───── Given data ─────

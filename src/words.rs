//! Word splitting and candidate phrases.
//!
//! This is the tokenization contract shared by literal and regex matching:
//!
//! 1. The text is split on whitespace.
//! 2. Leading and trailing punctuation is stripped from every chunk; chunks
//!    that were nothing but punctuation disappear. Inner punctuation stays
//!    (`don't`, `A-213`, `3.5`).
//! 3. A *candidate phrase* is any contiguous run of words. A message of `n`
//!    words has `n * (n + 1) / 2` phrases, so `"This is short"` yields six.
//!
//! Dictionary values go through the same splitter, and phrases are compared by
//! their lower-cased words joined with a single space, so `"Diet   Coke"`,
//! `"diet coke"` and `"Diet Coke!"` share one key.

use lexner_core::Span;

use crate::offset::SpanConverter;

/// A word of the input, with both byte and character offsets.
#[derive(Debug, Clone, Copy, PartialEq, Eq)]
pub struct Word<'a> {
    /// Word text (borrowed from the input)
    pub text: &'a str,
    /// Start byte offset (inclusive)
    pub byte_start: usize,
    /// End byte offset (exclusive)
    pub byte_end: usize,
    /// Character span in the input
    pub span: Span,
}

/// Characters stripped from the edges of a word.
pub fn is_edge_punctuation(c: char) -> bool {
    c.is_ascii_punctuation()
        || matches!(
            c,
            '\u{2018}' | '\u{2019}' | '\u{201C}' | '\u{201D}' | '\u{2026}' | '\u{00AB}' | '\u{00BB}'
                | '\u{00BF}' | '\u{00A1}'
        )
}

/// Split `text` into words (see module docs).
#[must_use]
pub fn split_words(text: &str) -> Vec<Word<'_>> {
    let converter = SpanConverter::new(text);
    let mut words = Vec::new();
    let mut chunk_start: Option<usize> = None;

    for (idx, ch) in text.char_indices() {
        match (ch.is_whitespace(), chunk_start) {
            (true, Some(start)) => {
                words.extend(trim_chunk(text, &converter, start, idx));
                chunk_start = None;
            }
            (false, None) => chunk_start = Some(idx),
            _ => {}
        }
    }
    if let Some(start) = chunk_start {
        words.extend(trim_chunk(text, &converter, start, text.len()));
    }

    words
}

fn trim_chunk<'a>(
    text: &'a str,
    converter: &SpanConverter,
    start: usize,
    end: usize,
) -> Option<Word<'a>> {
    let chunk = &text[start..end];
    let trimmed = chunk.trim_matches(is_edge_punctuation);
    if trimmed.is_empty() {
        return None;
    }
    let byte_start = start + (chunk.len() - chunk.trim_start_matches(is_edge_punctuation).len());
    let byte_end = byte_start + trimmed.len();
    Some(Word {
        text: trimmed,
        byte_start,
        byte_end,
        span: Span {
            start: converter.byte_to_char(byte_start),
            end: converter.byte_to_char(byte_end),
        },
    })
}

/// Candidate phrases over `word_count` words, as word-index spans.
///
/// Ordered by length, then by position. `max_words` caps phrase length.
pub fn phrase_spans(word_count: usize, max_words: Option<usize>) -> impl Iterator<Item = Span> {
    let longest = max_words.map_or(word_count, |m| m.min(word_count));
    (1..=longest).flat_map(move |len| {
        (0..=word_count - len).map(move |start| Span {
            start,
            end: start + len,
        })
    })
}

/// Surface text of a phrase, sliced verbatim from the input.
#[must_use]
pub fn phrase_text<'a>(text: &'a str, words: &[Word<'a>], phrase: Span) -> &'a str {
    &text[words[phrase.start].byte_start..words[phrase.end - 1].byte_end]
}

/// Character span of a phrase in the input.
#[must_use]
pub fn phrase_char_span(words: &[Word<'_>], phrase: Span) -> Span {
    Span {
        start: words[phrase.start].span.start,
        end: words[phrase.end - 1].span.end,
    }
}

/// Comparison key of a phrase: lower-cased words joined by one space.
#[must_use]
pub fn phrase_key(words: &[Word<'_>], phrase: Span) -> String {
    join_lower(words[phrase.start..phrase.end].iter().map(|w| w.text))
}

/// Comparison key of a dictionary value, or `None` if it contains no word.
#[must_use]
pub fn value_key(value: &str) -> Option<String> {
    let words = split_words(value);
    if words.is_empty() {
        None
    } else {
        Some(join_lower(words.iter().map(|w| w.text)))
    }
}

/// Every candidate phrase of `text`, as text.
///
/// ```rust
/// use lexner::words::split_message;
///
/// let phrases = split_message("This is short");
/// assert_eq!(phrases.len(), 6);
/// assert!(phrases.contains(&"is short".to_string()));
/// ```
#[must_use]
pub fn split_message(text: &str) -> Vec<String> {
    let words = split_words(text);
    phrase_spans(words.len(), None)
        .map(|p| phrase_text(text, &words, p).to_string())
        .collect()
}

fn join_lower<'a>(words: impl Iterator<Item = &'a str>) -> String {
    let mut key = String::new();
    for (i, w) in words.enumerate() {
        if i > 0 {
            key.push(' ');
        }
        key.push_str(&w.to_lowercase());
    }
    key
}
//! Check command - dictionary and regex matching with a one-off store

use clap::Parser;

use super::super::output::{format_check_human, use_color, write_output};
use super::super::parser::OutputFormat;
use super::super::utils::{format_error, get_input_text, read_json_file};

use crate::{CheckResponse, EntityFinder, FinderConfig, LiteralUpdates, RegexUpdates};

/// Match text against literal dictionaries and regex categories
#[derive(Parser, Debug)]
pub struct CheckArgs {
    /// JSON file of literal values: {"category": ["value", ...]}
    #[arg(short, long, value_name = "PATH")]
    pub entities: Option<String>,

    /// JSON file of regex categories: {"category": "pattern"}
    #[arg(short, long, value_name = "PATH")]
    pub regex: Option<String>,

    /// Output format
    #[arg(long, default_value = "human")]
    pub format: OutputFormat,

    /// Text to match (stdin if omitted)
    #[arg(trailing_var_arg = true)]
    pub text: Vec<String>,
}

/// Run the check and render the result
pub fn run_check(args: &CheckArgs, config: &FinderConfig, colored: bool) -> Result<String, String> {
    let text = get_input_text(&args.text)?;
    let literals: LiteralUpdates = match &args.entities {
        Some(path) => read_json_file(path)?,
        None => LiteralUpdates::new(),
    };
    let regexes: RegexUpdates = match &args.regex {
        Some(path) => read_json_file(path)?,
        None => RegexUpdates::new(),
    };

    let finder = EntityFinder::with_config(config.clone());
    let snapshot = finder
        .one_off_snapshot(&literals, &regexes)
        .map_err(|e| e.to_string())?;
    let entities = finder.check_entities(&text, Some(&snapshot));

    match args.format {
        OutputFormat::Human => Ok(format_check_human(&entities, colored)),
        OutputFormat::Json => {
            let response = CheckResponse {
                conversation: text,
                entities,
            };
            serde_json::to_string_pretty(&response)
                .map(|json| json + "\n")
                .map_err(|e| format_error("serialize result", &e.to_string()))
        }
    }
}

/// `lexner check`
pub fn cmd_check(args: CheckArgs, config: &FinderConfig) -> Result<(), String> {
    let out = run_check(&args, config, use_color())?;
    write_output(&out)
}

#[cfg(test)]
mod tests {
    use super::*;
    use std::io::Write;

    fn json_file(content: &str) -> tempfile::NamedTempFile {
        let mut file = tempfile::NamedTempFile::new().unwrap();
        write!(file, "{}", content).unwrap();
        file
    }

    fn args(entities: Option<&tempfile::NamedTempFile>, regex: Option<&tempfile::NamedTempFile>, format: OutputFormat, text: &str) -> CheckArgs {
        CheckArgs {
            entities: entities.map(|f| f.path().to_string_lossy().into_owned()),
            regex: regex.map(|f| f.path().to_string_lossy().into_owned()),
            format,
            text: vec![text.to_string()],
        }
    }

    #[test]
    fn test_human_output() {
        let entities = json_file(r#"{"cars": ["Fiesta", "Focus", "Golf"]}"#);
        let out = run_check(
            &args(Some(&entities), None, OutputFormat::Human, "a Focus is a type of car"),
            &FinderConfig::default(),
            false,
        )
        .unwrap();
        assert_eq!(out, "Focus: cars\n");
    }

    #[test]
    fn test_json_output() {
        let regex = json_file(r#"{"ralarms": "[A]\\d{3}$"}"#);
        let out = run_check(
            &args(None, Some(&regex), OutputFormat::Json, "Alarm number A213"),
            &FinderConfig::default(),
            false,
        )
        .unwrap();
        let value: serde_json::Value = serde_json::from_str(&out).unwrap();
        assert_eq!(value["entities"]["A213"][0], "ralarms");
        assert_eq!(value["conversation"], "Alarm number A213");
    }

    #[test]
    fn test_bad_regex_is_an_error() {
        let regex = json_file(r#"{"bad": "[a"}"#);
        let err = run_check(
            &args(None, Some(&regex), OutputFormat::Human, "a"),
            &FinderConfig::default(),
            false,
        )
        .unwrap_err();
        assert!(err.contains("bad"));
    }
}
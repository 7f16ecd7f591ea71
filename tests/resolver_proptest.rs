//! Property tests for span conflict resolution.
//!
//! Whatever order candidates arrive in, the merged set must stay a
//! non-overlapping, start-ordered sequence, and a candidate can only lose to a
//! strictly longer record.

use lexner::SpanConflictResolver;
use lexner_core::{DocumentEntitySet, EntityRecord, Span};
use proptest::prelude::*;

fn record(label: &str, start: usize, len: usize) -> EntityRecord {
    EntityRecord::new("x", label, Span {
        start,
        end: start + len,
    })
}

fn arb_candidate() -> impl Strategy<Value = EntityRecord> {
    (0usize..40, 1usize..6).prop_map(|(start, len)| record("@custom", start, len))
}

/// Non-overlapping engine records laid out left to right.
fn arb_existing() -> impl Strategy<Value = DocumentEntitySet> {
    prop::collection::vec((0usize..4, 1usize..6), 0..6).prop_map(|gaps| {
        let mut cursor = 0;
        let records = gaps
            .into_iter()
            .map(|(gap, len)| {
                let start = cursor + gap;
                cursor = start + len;
                record("GPE", start, len)
            })
            .collect();
        DocumentEntitySet::from_records(records).unwrap()
    })
}

mod invariants {
    use super::*;

    proptest! {
        #[test]
        fn merged_set_never_overlaps(
            existing in arb_existing(),
            candidates in prop::collection::vec(arb_candidate(), 0..10),
        ) {
            let merged = SpanConflictResolver::new().resolve_all(candidates, existing);
            for pair in merged.records().windows(2) {
                prop_assert!(pair[0].span.end <= pair[1].span.start);
            }
        }

        #[test]
        fn candidate_kept_unless_strictly_longer_overlap(
            existing in arb_existing(),
            candidate in arb_candidate(),
        ) {
            let beaten = existing
                .iter()
                .any(|e| e.overlaps(&candidate) && e.len() > candidate.len());
            let merged = SpanConflictResolver::new().resolve(candidate.clone(), existing);
            prop_assert_eq!(merged.records().contains(&candidate), !beaten);
        }

        #[test]
        fn non_overlapping_records_are_untouched(
            existing in arb_existing(),
            candidate in arb_candidate(),
        ) {
            let untouched: Vec<EntityRecord> = existing
                .iter()
                .filter(|e| !e.overlaps(&candidate))
                .cloned()
                .collect();
            let merged = SpanConflictResolver::new().resolve(candidate, existing);
            for record in &untouched {
                prop_assert!(merged.records().contains(record));
            }
        }

        #[test]
        fn equal_length_candidate_replaces_existing(start in 0usize..30, len in 1usize..6) {
            let existing = DocumentEntitySet::from_records(vec![record("GPE", start, len)]).unwrap();
            let merged = SpanConflictResolver::new().resolve(record("@city", start, len), existing);
            prop_assert_eq!(merged.len(), 1);
            prop_assert_eq!(merged.records()[0].label.as_str(), "@city");
        }
    }
}

#[test]
fn shorter_existing_removed_even_when_candidate_loses() {
    // candidate [2, 6) overlaps a short record [1, 3) and a long one [4, 12)
    let existing = DocumentEntitySet::from_records(vec![
        record("DATE", 1, 2),
        record("GPE", 4, 8),
    ])
    .unwrap();
    let merged = SpanConflictResolver::new().resolve(record("@custom", 2, 4), existing);
    let labels: Vec<&str> = merged.iter().map(|r| r.label.as_str()).collect();
    assert_eq!(labels, vec!["GPE"]);
}

#[test]
fn empty_candidate_changes_nothing() {
    let existing = DocumentEntitySet::from_records(vec![record("GPE", 0, 2)]).unwrap();
    let before = existing.clone();
    let merged = SpanConflictResolver::new().resolve(
        EntityRecord::new("", "@custom", Span { start: 1, end: 1 }),
        existing,
    );
    assert_eq!(merged, before);
}
//! # lexner
//!
//! Dictionary and regex entity matching for short conversational text.
//!
//! - **Dictionaries**: literal values grouped by category, matched
//!   case-insensitively on word boundaries, longest match first
//! - **Regex categories**: one pattern per category, matched case-sensitively
//!   against single words
//! - **Priority**: a literal match always beats a regex match on the same text
//! - **Engine merge**: custom vocabulary merged into a statistical engine's
//!   entity spans without overlaps
//!
//! ## Quick Start
//!
//! ```rust
//! use lexner::{EntityFinder, LiteralUpdates, RegexUpdates};
//!
//! let finder = EntityFinder::new();
//!
//! let mut literals = LiteralUpdates::new();
//! literals.insert("CakeSize".into(), vec!["Large".into(), "Tiny".into()]);
//! literals.insert("Drinks".into(), vec!["Beer".into(), "Diet Coke".into()]);
//! let mut regexes = RegexUpdates::new();
//! regexes.insert("CakeTypeRegex".into(), "^[Cc].+$".into());
//! finder.populate_entities(&literals, &regexes).unwrap();
//!
//! let result = finder.check_entities("I want a Large cake and some beer", None);
//! assert_eq!(result.len(), 3);
//! assert!(result.categories("beer").unwrap().contains("Drinks"));
//! assert!(result.categories("cake").unwrap().contains("CakeTypeRegex"));
//! ```
//!
//! ## Two paths
//!
//! | Path | Entry point | Input | Output |
//! |------|-------------|-------|--------|
//! | Dictionary | [`EntityFinder::check_entities`] | text | [`EntityCheckResult`] |
//! | Engine | [`EntityFinder::recognize`] | text | [`NamedEntity`] list |
//! | Engine (raw) | [`find_entities_in_doc`] | tokens + spans | [`DocumentEntitySet`] |
//!
//! ## Feature Flags
//!
//! - `fast-lock` (default): `parking_lot` locks instead of `std::sync`
//! - `cli` (default): the `lexner` binary

#![warn(missing_docs)]

pub mod api;
pub mod backends;
pub mod categories;
pub mod config;
pub mod engine;
mod error;
pub mod finder;
pub mod offset;
pub mod resolve;
pub mod store;
pub mod sync;
pub mod tokenize;
pub mod words;

#[cfg(feature = "cli")]
pub mod cli;

pub use lexner_core::{
    DocumentEntitySet, EntityCheckResult, EntityRecord, MatchHit, SourceKind, Span, Token,
};

pub use api::{CheckRequest, CheckResponse, DeleteRequest, PopulateRequest};
pub use backends::{
    Matcher, PlainValueMatcher, PriorityMerger, RegexMatcher, Vocabulary, VocabularyMatcher,
};
pub use categories::{system_category, NamedEntity};
pub use config::{FinderConfig, RegexAnchor, StoplistSize, TokenizeConfig};
pub use engine::{AnalyzedDoc, BasicEngine, MockEngine, StatisticalEngine};
pub use error::{Error, Result};
pub use finder::EntityFinder;
pub use offset::SpanConverter;
pub use resolve::{find_entities_in_doc, SpanConflictResolver};
pub use store::{EntityCategory, EntityStore, LiteralUpdates, RegexUpdates, StoreSnapshot};
pub use tokenize::tokenize;
pub use words::{split_message, split_words, Word};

─────

Give back, unchanged, the run of lines in the listing above that begins at the line containing "let untouched: Vec<EntityRecord>" and ends at the line containing "by category, matched", both included.

            let untouched: Vec<EntityRecord> = existing
                .iter()
                .filter(|e| !e.overlaps(&candidate))
                .cloned()
                .collect();
            let merged = SpanConflictResolver::new().resolve(candidate, existing);
            for record in &untouched {
                prop_assert!(merged.records().contains(record));
            }
        }

        #[test]
        fn equal_length_candidate_replaces_existing(start in 0usize..30, len in 1usize..6) {
            let existing = DocumentEntitySet::from_records(vec![record("GPE", start, len)]).unwrap();
            let merged = SpanConflictResolver::new().resolve(record("@city", start, len), existing);
            prop_assert_eq!(merged.len(), 1);
            prop_assert_eq!(merged.records()[0].label.as_str(), "@city");
        }
    }
}

#[test]
fn shorter_existing_removed_even_when_candidate_loses() {
    // candidate [2, 6) overlaps a short record [1, 3) and a long one [4, 12)
    let existing = DocumentEntitySet::from_records(vec![
        record("DATE", 1, 2),
        record("GPE", 4, 8),
    ])
    .unwrap();
    let merged = SpanConflictResolver::new().resolve(record("@custom", 2, 4), existing);
    let labels: Vec<&str> = merged.iter().map(|r| r.label.as_str()).collect();
    assert_eq!(labels, vec!["GPE"]);
}

#[test]
fn empty_candidate_changes_nothing() {
    let existing = DocumentEntitySet::from_records(vec![record("GPE", 0, 2)]).unwrap();
    let before = existing.clone();
    let merged = SpanConflictResolver::new().resolve(
        EntityRecord::new("", "@custom", Span { start: 1, end: 1 }),
        existing,
    );
    assert_eq!(merged, before);
}
//! # lexner
//!
//! Dictionary and regex entity matching for short conversational text.
//!
//! - **Dictionaries**: literal values grouped by category, matched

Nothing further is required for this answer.